What’s New in the Treatment of Mast Cell Tumors

January 31, 2022

Annie Galloway, DVM, MS, DACVIM (Oncology)

STELFONTA® (tigilanol tiglate injection) by Virbac

This is an FDA-approved intratumoral injection for the local treatment of non-metastatic mast cell tumors in dogs. The goal of the treatment is to cause rapid, local inflammation eventually leading to tumor cell death and necrosis (typically by day 7). This creates open wounds that heal by second intention, which can take some time. Second dosages can be applied 28 days later. In their pivotal study, 75% of dogs had a complete remission of the local tumor after one dose and 87% of dogs had complete remission of the local tumor after 2 doses. 89% of dogs were found to be disease-free (at the site of injection) at 12 months. 57%, 78%, and 96% of wounds were fully healed at day 28, day 42, and day 84, respectively.  
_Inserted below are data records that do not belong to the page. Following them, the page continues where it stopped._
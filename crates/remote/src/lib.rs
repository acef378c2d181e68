mod fetch;
pub mod error;
pub mod transport;

pub use crate::fetch::{fetch_dump, fetch_manifest};
pub use crate::transport::{DEFAULT_USER_AGENT, HttpTransport, Transport};
#[cfg(feature = "mock")]
pub use crate::transport::MockTransport;
use std::sync::Arc;

pub type TransportHandle = Arc<dyn Transport>;
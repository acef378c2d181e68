use super::Transport;
use crate::error::{ErrorKind, Result};
use async_trait::async_trait;
use exn::ResultExt;
use reqwest::Client;
use std::time::Duration;
use tracing::instrument;

/// Sent when the configuration does not name a user agent.
pub const DEFAULT_USER_AGENT: &str = concat!("pouet/", env!("CARGO_PKG_VERSION"));

/// [`Transport`] over a pooled `reqwest` client.
#[derive(Debug, Clone)]
pub struct HttpTransport {
    client: Client,
}
impl HttpTransport {
    pub fn new(user_agent: &str, timeout: Duration) -> Result<Self> {
        let client = Client::builder()
            .user_agent(user_agent)
            .redirect(reqwest::redirect::Policy::limited(5))
            .timeout(timeout)
            .build()
            .or_raise(|| ErrorKind::Client)?;
        Ok(Self { client })
    }
}

#[async_trait]
impl Transport for HttpTransport {
    #[instrument(skip(self), fields(status, body_size))]
    async fn get(&self, url: &str) -> Result<Vec<u8>> {
        let response = self.client.get(url).send().await.or_raise(|| ErrorKind::Transport(url.to_string()))?;
        let status = response.status();
        tracing::Span::current().record("status", status.as_u16());
        if !status.is_success() {
            exn::bail!(ErrorKind::Status(status.as_u16()));
        }
        let body = response.bytes().await.or_raise(|| ErrorKind::Transport(url.to_string()))?;
        tracing::Span::current().record("body_size", body.len());
        Ok(body.to_vec())
    }
}
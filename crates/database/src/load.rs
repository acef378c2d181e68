//! Transactional load of a [`DumpSet`].

use crate::Database;
use crate::error::{Result, SqlResultExt};
use pouet_dump::models::{Board, DumpDate, DumpSet, Group, Id, Party, Prod, UserRef};
use pouet_dump::{Milestone, Progress};
use sqlx::{Sqlite, Transaction};
use std::collections::HashSet;
use tracing::instrument;

/// Row counts of one load.
#[derive(Debug, Clone, Copy, Default, PartialEq, Eq)]
pub struct LoadStats {
    pub platforms: usize,
    pub users: usize,
    pub parties: usize,
    pub groups: usize,
    pub boards: usize,
    pub prods: usize,
    /// Junction, placing and credit rows.
    pub links: usize,
}

/// Ids that exist in the store once their table is loaded; references to
/// anything else are stored as `NULL` or dropped.
struct Known {
    users: HashSet<Id>,
    parties: HashSet<Id>,
    groups: HashSet<Id>,
    boards: HashSet<Id>,
}
impl Known {
    fn new(set: &DumpSet) -> Self {
        Self {
            users: set.users.keys().copied().collect(),
            parties: set.parties.iter().map(|party| party.id).collect(),
            groups: set.groups.iter().map(|group| group.id).collect(),
            boards: set.boards.iter().map(|board| board.id).collect(),
        }
    }

    fn user(&self, user: Option<&UserRef>) -> Option<Id> {
        user.map(UserRef::id).filter(|id| self.users.contains(id))
    }

    fn party(&self, id: Option<Id>) -> Option<Id> {
        id.filter(|id| self.parties.contains(id))
    }

    fn board(&self, id: Option<Id>) -> Option<Id> {
        id.filter(|id| self.boards.contains(id))
    }
}

impl Database {
    /// Replace the content of the store with `set` and record `date`, all in
    /// one transaction.
    ///
    /// Existing rows are deleted first, children before parents, then
    /// platforms, users, parties, groups, boards and prods are inserted so
    /// that every foreign key points at an existing row. On any failure the
    /// transaction is rolled back and nothing of this load is visible.
    #[instrument(skip_all, fields(target = %self.target(), date = %date))]
    pub async fn insert_tables(&self, set: &DumpSet, date: &DumpDate, progress: &dyn Progress) -> Result<LoadStats> {
        progress.emit(Milestone::StartTransaction);
        let known = Known::new(set);
        let mut stats = LoadStats::default();
        // Dropping the transaction without committing rolls it back.
        let mut tx = self.pool().begin().await.or_sql()?;
        sqlx::raw_sql(include_str!("../queries/clear_tables.sql")).execute(&mut *tx).await.or_sql()?;

        for platform in set.platforms.values() {
            sqlx::query(include_str!("../queries/insert_platform.sql"))
                .bind(platform.id)
                .bind(&platform.name)
                .bind(platform.icon.as_deref())
                .bind(platform.slug.as_deref())
                .execute(&mut *tx)
                .await
                .or_sql()?;
            stats.platforms += 1;
        }
        for user in set.users.values() {
            sqlx::query(include_str!("../queries/insert_user.sql"))
                .bind(user.id)
                .bind(&user.nickname)
                .bind(user.level.as_deref())
                .bind(user.avatar.as_deref())
                .bind(user.glops)
                .bind(user.register_date.as_deref())
                .execute(&mut *tx)
                .await
                .or_sql()?;
            stats.users += 1;
        }
        for party in &set.parties {
            insert_party(&mut tx, party, &known).await?;
            stats.parties += 1;
        }
        for group in &set.groups {
            insert_group(&mut tx, group, &known).await?;
            stats.groups += 1;
        }
        for board in &set.boards {
            stats.links += insert_board(&mut tx, board, &known).await?;
            stats.boards += 1;
        }
        for prod in &set.prods {
            stats.links += insert_prod(&mut tx, prod, &known).await?;
            stats.prods += 1;
        }

        sqlx::query(include_str!("../queries/upsert_version.sql"))
            .bind(date.to_string())
            .execute(&mut *tx)
            .await
            .or_sql()?;
        tx.commit().await.or_sql()?;
        progress.emit(Milestone::StopTransaction);
        tracing::info!(?stats, "loaded dumps");
        Ok(stats)
    }
}

async fn insert_party(tx: &mut Transaction<'_, Sqlite>, party: &Party, known: &Known) -> Result<()> {
    sqlx::query(include_str!("../queries/insert_party.sql"))
        .bind(party.id)
        .bind(&party.name)
        .bind(party.web.as_deref())
        .bind(known.user(party.added_user.as_ref()))
        .bind(party.added_date.as_deref())
        .execute(&mut **tx)
        .await
        .or_sql()?;
    Ok(())
}

async fn insert_group(tx: &mut Transaction<'_, Sqlite>, group: &Group, known: &Known) -> Result<()> {
    sqlx::query(include_str!("../queries/insert_demogroup.sql"))
        .bind(group.id)
        .bind(&group.name)
        .bind(group.acronym.as_deref())
        .bind(group.disambiguation.as_deref())
        .bind(group.web.as_deref())
        .bind(known.user(group.added_user.as_ref()))
        .bind(group.added_date.as_deref())
        .execute(&mut **tx)
        .await
        .or_sql()?;
    Ok(())
}

async fn insert_board(tx: &mut Transaction<'_, Sqlite>, board: &Board, known: &Known) -> Result<usize> {
    sqlx::query(include_str!("../queries/insert_board.sql"))
        .bind(board.id)
        .bind(&board.name)
        .bind(board.sysop.as_deref())
        .bind(board.phone_number.as_deref())
        .bind(known.user(board.added_user.as_ref()))
        .bind(board.added_date.as_deref())
        .execute(&mut **tx)
        .await
        .or_sql()?;
    for platform in &board.platforms {
        sqlx::query(include_str!("../queries/insert_board_platform.sql"))
            .bind(board.id)
            .bind(platform.id)
            .execute(&mut **tx)
            .await
            .or_sql()?;
    }
    Ok(board.platforms.len())
}

async fn insert_prod(tx: &mut Transaction<'_, Sqlite>, prod: &Prod, known: &Known) -> Result<usize> {
    sqlx::query(include_str!("../queries/insert_prod.sql"))
        .bind(prod.id)
        .bind(&prod.name)
        .bind(prod.kind.as_deref())
        .bind(prod.download.as_deref())
        .bind(prod.release_date.as_deref())
        .bind(known.user(prod.added_user.as_ref()))
        .bind(prod.added_date.as_deref())
        .bind(prod.vote_up)
        .bind(prod.vote_pig)
        .bind(prod.vote_down)
        .bind(prod.vote_avg)
        .bind(known.party(prod.party))
        .bind(prod.party_compo.as_deref())
        .bind(prod.party_place)
        .bind(prod.party_year)
        .bind(known.party(prod.invitation))
        .bind(prod.invitation_year)
        .bind(known.board(prod.board))
        .bind(prod.rank)
        .bind(prod.cdc)
        .execute(&mut **tx)
        .await
        .or_sql()?;
    let mut links = 0;
    for platform in &prod.platforms {
        sqlx::query(include_str!("../queries/insert_prod_platform.sql"))
            .bind(prod.id)
            .bind(platform.id)
            .execute(&mut **tx)
            .await
            .or_sql()?;
        links += 1;
    }
    for group in prod.groups.iter().filter(|id| known.groups.contains(*id)) {
        sqlx::query(include_str!("../queries/insert_prod_group.sql"))
            .bind(prod.id)
            .bind(*group)
            .execute(&mut **tx)
            .await
            .or_sql()?;
        links += 1;
    }
    for (position, placing) in (0u32..).zip(&prod.placings) {
        sqlx::query(include_str!("../queries/insert_prod_placing.sql"))
            .bind(prod.id)
            .bind(position)
            .bind(known.party(placing.party))
            .bind(placing.compo.as_deref())
            .bind(placing.ranking)
            .bind(placing.year)
            .execute(&mut **tx)
            .await
            .or_sql()?;
        links += 1;
    }
    for (position, credit) in (0u32..).zip(&prod.credits) {
        let Some(user) = known.user(Some(&credit.user)) else {
            tracing::debug!(prod = prod.id, user = credit.user.id(), "skipping credit of unknown user");
            continue;
        };
        sqlx::query(include_str!("../queries/insert_prod_credit.sql"))
            .bind(prod.id)
            .bind(position)
            .bind(user)
            .bind(credit.role.as_deref())
            .execute(&mut **tx)
            .await
            .or_sql()?;
        links += 1;
    }
    Ok(links)
}
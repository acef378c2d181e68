use super::{Board, Group, Id, Party, Platform, Prod, User};
use serde::Deserialize;
use std::collections::BTreeMap;

/// A decoded dump document: `{ "data": [...] }`.
#[derive(Debug, Clone, PartialEq, Deserialize)]
pub struct Dump<T> {
    pub data: Vec<T>,
}

/// The normalized result of one sync run.
///
/// `platforms` and `users` hold every full record embedded anywhere in the
/// four collections, keyed by id.
#[derive(Debug, Clone, PartialEq, Default)]
pub struct DumpSet {
    pub prods: Vec<Prod>,
    pub groups: Vec<Group>,
    pub parties: Vec<Party>,
    pub boards: Vec<Board>,
    pub platforms: BTreeMap<Id, Platform>,
    pub users: BTreeMap<Id, User>,
}
impl DumpSet {
    /// Assemble a set from the four decoded collections and build the
    /// platform and user lookup maps.
    pub fn new(prods: Vec<Prod>, groups: Vec<Group>, parties: Vec<Party>, boards: Vec<Board>) -> Self {
        let mut set = Self {
            prods,
            groups,
            parties,
            boards,
            ..Self::default()
        };
        let (platforms, users) = crate::normalize::index(&set);
        set.platforms = platforms;
        set.users = users;
        set
    }
}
STELFONTA® can be used for non-metastatic cutaneous mast cell tumor anywhere on the body and non-metastatic subcutaneous mast cell tumors located at, or distal to, the elbow or hock. Tumors must be smaller or equal to 10 cm³ in volume and must be accessible to intratumoral injection. Do not exceed 5 mL per dog (regardless of the tumor size) and minimum dose is 0.1 mL (regardless of tumor size). Management includes concurrent pain medications and ongoing wound management/bandage changes. Pre- and post-treatment medications (including prednisone, famotidine, and diphenhydramine) are important for reducing systemic adverse events secondary to mast cell degranulation. Limitations would include inability to know tumor grade, which can have significant impact on patient outcome and recommendations for adjuvant chemotherapy. Options would be to request a cytologic grade (Camus et al Vet Path 2016) of the mast cell tumor to get a better idea of its potential biologic behavior that may help better inform clients. An incisional biopsy could also be considered for tumor grade and possible c-kit mutation status, yet the incision should be healed prior to injection (which is not always feasible).